Simon is invited to a party given by a prominent member of the human community. Katharine - whom he has admired from afar - is also there, with her father Junius, a wealthy merchant. During the party, Aboriginal rebels attack, kill almost everyone and kidnap Simon and Katharine. Without her drugs, Katharine begins to revert to her alien nature - a process that is exacerbated by the presence among the rebels of the last surviving Demon. When human vigilantes attack the rebels, Simon and Katharine are forced to flee... and Katharine's meagre grip on humanity begins to erode even further.
Coelestis is one of those science fiction novels which follows a logic all its own. It is, in a sense, post-rational. Although the story is set an indeterminate time in the future, the community to which Simon belongs bears an uncanny, and deliberate, resemblance to early Twentieth Century colonial British and American. Even the Aboriginals themselves - particularly the Styremes, who are made to appear human, and show no alien side - are hardly convincing in any scientific sense. Earth is described as a dying planet, and the colony planet has been cut off from its nearest neighbour. If there is an interstellar federation or empire, then it bears no resemblance to any other in the genre.
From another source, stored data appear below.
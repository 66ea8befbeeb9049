//! Collection Engine
//!
//! Turns a record source, a bound predicate and an order into:
//!
//! - **Page**: a bounded window plus an opaque, checksummed continuation
//!   cursor (peek-ahead-by-one decides whether a cursor is issued)
//! - **Scan**: the full ordered result up to a hard row cap, for bulk export

mod cursor;
mod engine;
mod error;

pub use cursor::Cursor;
pub use engine::{CollectionEngine, Page};
pub use error::{CollectionError, CollectionResult, PagingError, PagingResult};
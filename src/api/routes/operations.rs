//! Operation Routes
//!
//! - GET /api/v1/operations - Operation catalog
//! - GET /api/v1/operations/:name - One catalog entry
//! - POST /api/v1/operations/:name - Invoke with a JSON argument object

use axum::{
    body::{Body, Bytes},
    extract::{Path, State},
    http::{header, StatusCode},
    response::{IntoResponse, Response},
    Json,
};
use chrono::Utc;
use std::sync::Arc;

use crate::api::dto::CatalogResponse;
use crate::api::error::{ApiError, ApiResult};
use crate::api::state::AppState;
use crate::ops::{describe, lookup, operations, Arguments, OperationError, OperationOutput};

/// GET /api/v1/operations
pub async fn list_operations() -> Json<CatalogResponse> {
    let entries: Vec<_> = operations().iter().map(describe).collect();
    Json(CatalogResponse {
        count: entries.len(),
        operations: entries,
    })
}

/// GET /api/v1/operations/:name
pub async fn describe_operation(Path(name): Path<String>) -> ApiResult<Json<serde_json::Value>> {
    let spec = lookup(&name).ok_or(OperationError::UnknownOperation(name))?;
    Ok(Json(describe(spec)))
}

/// POST /api/v1/operations/:name
///
/// An empty body is an empty argument map. Bulk operations stream CSV.
pub async fn call_operation(
    State(state): State<Arc<AppState>>,
    Path(name): Path<String>,
    body: Bytes,
) -> ApiResult<Response> {
    let args = parse_arguments(&body)?;
    let output = state.operations.call(&name, &args).await?;
    Ok(render(&name, output))
}

fn parse_arguments(body: &[u8]) -> ApiResult<Arguments> {
    if body.iter().all(u8::is_ascii_whitespace) {
        return Ok(Arguments::new());
    }
    let json: serde_json::Value = serde_json::from_slice(body)
        .map_err(|e| ApiError::Validation(format!("Request body is not valid JSON: {}", e)))?;
    Ok(Arguments::from_json(json)?)
}

fn render(name: &str, output: OperationOutput) -> Response {
    let content_type = output.content_type();
    match output {
        OperationOutput::Text(text) => {
            (StatusCode::OK, [(header::CONTENT_TYPE, content_type)], text).into_response()
        }
        OperationOutput::Export(stream) => {
            let filename = format!("fleetql_{}_{}.csv", name, Utc::now().format("%Y%m%d_%H%M%S"));
            (
                StatusCode::OK,
                [
                    (header::CONTENT_TYPE, content_type.to_string()),
                    (
                        header::CONTENT_DISPOSITION,
                        format!("attachment; filename=\"{}\"", filename),
                    ),
                ],
                Body::from_stream(stream.into_stream()),
            )
                .into_response()
        }
        other => match other.to_json() {
            Some(value) => (StatusCode::OK, Json(value)).into_response(),
            None => ApiError::Internal("operation produced no output".to_string()).into_response(),
        },
    }
}
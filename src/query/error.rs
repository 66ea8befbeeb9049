//! Filter and ordering error types
//!
//! Every error here is a compile-time rejection of caller input; none of
//! them is produced after a record source has been touched.

use thiserror::Error;

/// Errors raised while compiling a filter, an order-by clause or an export
/// field list
#[derive(Error, Debug, Clone, PartialEq)]
pub enum FilterError {
    /// String literal written with double quotes
    #[error("String literals must use single quotes, not double quotes (position {position})")]
    DoubleQuoted { position: usize },

    /// Operator outside `=`, `<`, `>`, `contains`, `startswith`
    #[error("Unsupported operator '{operator}' (position {position}); supported operators are =, <, >, contains, startswith")]
    UnsupportedOperator { operator: String, position: usize },

    /// Field not present in the resource schema
    #[error("Unknown field '{field}' for {resource}")]
    UnknownField { field: String, resource: String },

    /// Field exists but does not support the operator
    #[error("Operator '{operator}' is not supported on field '{field}'")]
    OperatorNotAllowed { field: String, operator: String },

    /// Field cannot be used in an order-by clause
    #[error("Field '{field}' is not sortable")]
    NotSortable { field: String },

    /// Literal kind does not match the field kind
    #[error("Invalid value for field '{field}': {message}")]
    InvalidLiteral { field: String, message: String },

    /// Malformed input
    #[error("Syntax error at position {position}: {message}")]
    Syntax { position: usize, message: String },
}

impl FilterError {
    pub(crate) fn syntax(position: usize, message: impl Into<String>) -> Self {
        FilterError::Syntax {
            position,
            message: message.into(),
        }
    }

    pub(crate) fn invalid_literal(field: &str, message: impl Into<String>) -> Self {
        FilterError::InvalidLiteral {
            field: field.to_string(),
            message: message.into(),
        }
    }
}

/// Result type for filter compilation
pub type FilterResult<T> = Result<T, FilterError>;
//! Time Range Resolver
//!
//! Converts relative (`-1h`, `-7d`) and absolute (RFC 3339, `YYYY-MM-DD`,
//! Unix milliseconds) time expressions into a half-open `[start, end)`
//! interval. The caller always supplies `now`; nothing here reads the clock.

use regex::Regex;
use serde::Serialize;
use std::sync::OnceLock;
use thiserror::Error;

use crate::model::parse_timestamp;

const MINUTE_MS: i64 = 60 * 1000;
const HOUR_MS: i64 = 60 * MINUTE_MS;
const DAY_MS: i64 = 24 * HOUR_MS;
const WEEK_MS: i64 = 7 * DAY_MS;

/// Errors from time expression resolution
#[derive(Error, Debug, Clone, PartialEq)]
pub enum TimeError {
    /// Not a recognizable time expression
    #[error("Invalid time expression '{0}': expected -<N><m|h|d|w>, 'now' or an ISO 8601 timestamp")]
    Malformed(String),

    /// Relative offsets must point into the past
    #[error("Relative time '{0}' must be negative (e.g. -1h)")]
    PositiveOffset(String),

    /// Offset does not fit the timestamp range
    #[error("Time offset '{0}' is out of range")]
    OutOfRange(String),

    /// Start after end
    #[error("Invalid time range: start {start} is after end {end}")]
    Inverted { start: String, end: String },
}

/// Result type for time resolution
pub type TimeResult<T> = Result<T, TimeError>;

/// Absolute half-open time interval in Unix milliseconds
#[derive(Debug, Clone, Copy, PartialEq, Eq, Serialize)]
pub struct TimeRange {
    /// Start timestamp (inclusive)
    pub start: i64,
    /// End timestamp (exclusive)
    pub end: i64,
}

impl TimeRange {
    /// Create a new time range
    pub fn new(start: i64, end: i64) -> TimeResult<Self> {
        if start > end {
            return Err(TimeError::Inverted {
                start: crate::model::format_timestamp(start),
                end: crate::model::format_timestamp(end),
            });
        }
        Ok(Self { start, end })
    }

    /// Check if a timestamp is within this range
    pub fn contains(&self, timestamp: i64) -> bool {
        timestamp >= self.start && timestamp < self.end
    }
}

fn relative_regex() -> Option<&'static Regex> {
    static RE: OnceLock<Option<Regex>> = OnceLock::new();
    RE.get_or_init(|| Regex::new(r"^([+-]?)(\d+)([mhdw])$").ok())
        .as_ref()
}

/// Milliseconds in one unit (`m`, `h`, `d`, `w`)
pub fn unit_ms(unit: char) -> Option<i64> {
    match unit {
        'm' => Some(MINUTE_MS),
        'h' => Some(HOUR_MS),
        'd' => Some(DAY_MS),
        'w' => Some(WEEK_MS),
        _ => None,
    }
}

/// Parse an unsigned duration such as `1h` or `15m`
pub fn parse_duration(text: &str) -> Option<i64> {
    let caps = relative_regex()?.captures(text.trim())?;
    if !caps[1].is_empty() {
        return None;
    }
    let amount: i64 = caps[2].parse().ok()?;
    let unit = caps[3].chars().next().and_then(unit_ms)?;
    amount.checked_mul(unit)
}

/// Parse a relative offset such as `-1d` into signed milliseconds
///
/// Returns `Ok(None)` when the text is not shaped like an offset at all.
pub fn relative_offset(text: &str) -> TimeResult<Option<i64>> {
    let text = text.trim();
    let Some(caps) = relative_regex().and_then(|re| re.captures(text)) else {
        return Ok(None);
    };

    if &caps[1] != "-" {
        return Err(TimeError::PositiveOffset(text.to_string()));
    }

    let amount: i64 = caps[2]
        .parse()
        .map_err(|_| TimeError::OutOfRange(text.to_string()))?;
    let unit = caps[3]
        .chars()
        .next()
        .and_then(unit_ms)
        .ok_or_else(|| TimeError::Malformed(text.to_string()))?;

    amount
        .checked_mul(unit)
        .map(|ms| Some(-ms))
        .ok_or_else(|| TimeError::OutOfRange(text.to_string()))
}

/// Resolve a single time expression against `now`
pub fn resolve_instant(now: i64, expr: &str) -> TimeResult<i64> {
    let expr = expr.trim();

    if expr.eq_ignore_ascii_case("now") {
        return Ok(now);
    }

    if let Some(offset) = relative_offset(expr)? {
        return now
            .checked_add(offset)
            .ok_or_else(|| TimeError::OutOfRange(expr.to_string()));
    }

    parse_timestamp(expr).ok_or_else(|| TimeError::Malformed(expr.to_string()))
}

/// Resolve optional start/end expressions into a time range
///
/// A missing end is `now`. A missing start is `default_lookback_ms` before
/// the resolved end. Blank expressions count as missing.
pub fn resolve(
    now: i64,
    start: Option<&str>,
    end: Option<&str>,
    default_lookback_ms: i64,
) -> TimeResult<TimeRange> {
    let start = start.map(str::trim).filter(|s| !s.is_empty());
    let end = end.map(str::trim).filter(|s| !s.is_empty());

    let end_ms = match end {
        Some(expr) => resolve_instant(now, expr)?,
        None => now,
    };

    let start_ms = match start {
        Some(expr) => resolve_instant(now, expr)?,
        None => end_ms.saturating_sub(default_lookback_ms),
    };

    let range = TimeRange::new(start_ms, end_ms)?;
    tracing::trace!(start = range.start, end = range.end, "Resolved time range");
    Ok(range)
}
John Clute described Coelestis as a "Third World SF novel". It's sheer hubris on my part, but I think this is wrong. Coelestis is a post-colonial sf novel. It is clearly inspired by Park's own years in India. And to call India a member of the Third World is to ignore its long and deep cultural heritage - and the Aboriginals (or rather, the Demons) are implied to have an equally long cultural heritage in Coelestis. The novel is not about living in a Third World analogue, it is about the gentle wind-down from colonialism and its often bloody consequences. Park makes as much clear in events described in the book. Mayaram is of Indian extraction (although born in the UK), and during his abduction by the Aboriginals, he rapes Katharine. It's perhaps a somewhat blunt metaphor for John Company and the Raj, but it makes the point. Even the Aboriginals' attempt to ape human ways is a reflection of the Indian adoption of some elements of British culture - and especially the English language. The Aboriginals' ersatz humanity is little more than surface - Katharine may resemble a young human woman, but whatever gender she possesses is what's attached to her mimicry (the Aboriginals are actually one-sexed). She is not a viewpoint on the alien - Coelestis is a description of her fall from humanity, not of her imitation of it.
Having grown up in the Middle East, I find a particular appeal in novels such as Lawrence Durrell's The Alexandria Quartet and Park's Coelestis. To some extent, they remind me of my childhood. Both also have the added advantage of being novels which can be read many times - and there is always something new to find, or to think about, in them. I certainly plan to reread Coelestis again some time. Its place on my list of favourites is secure.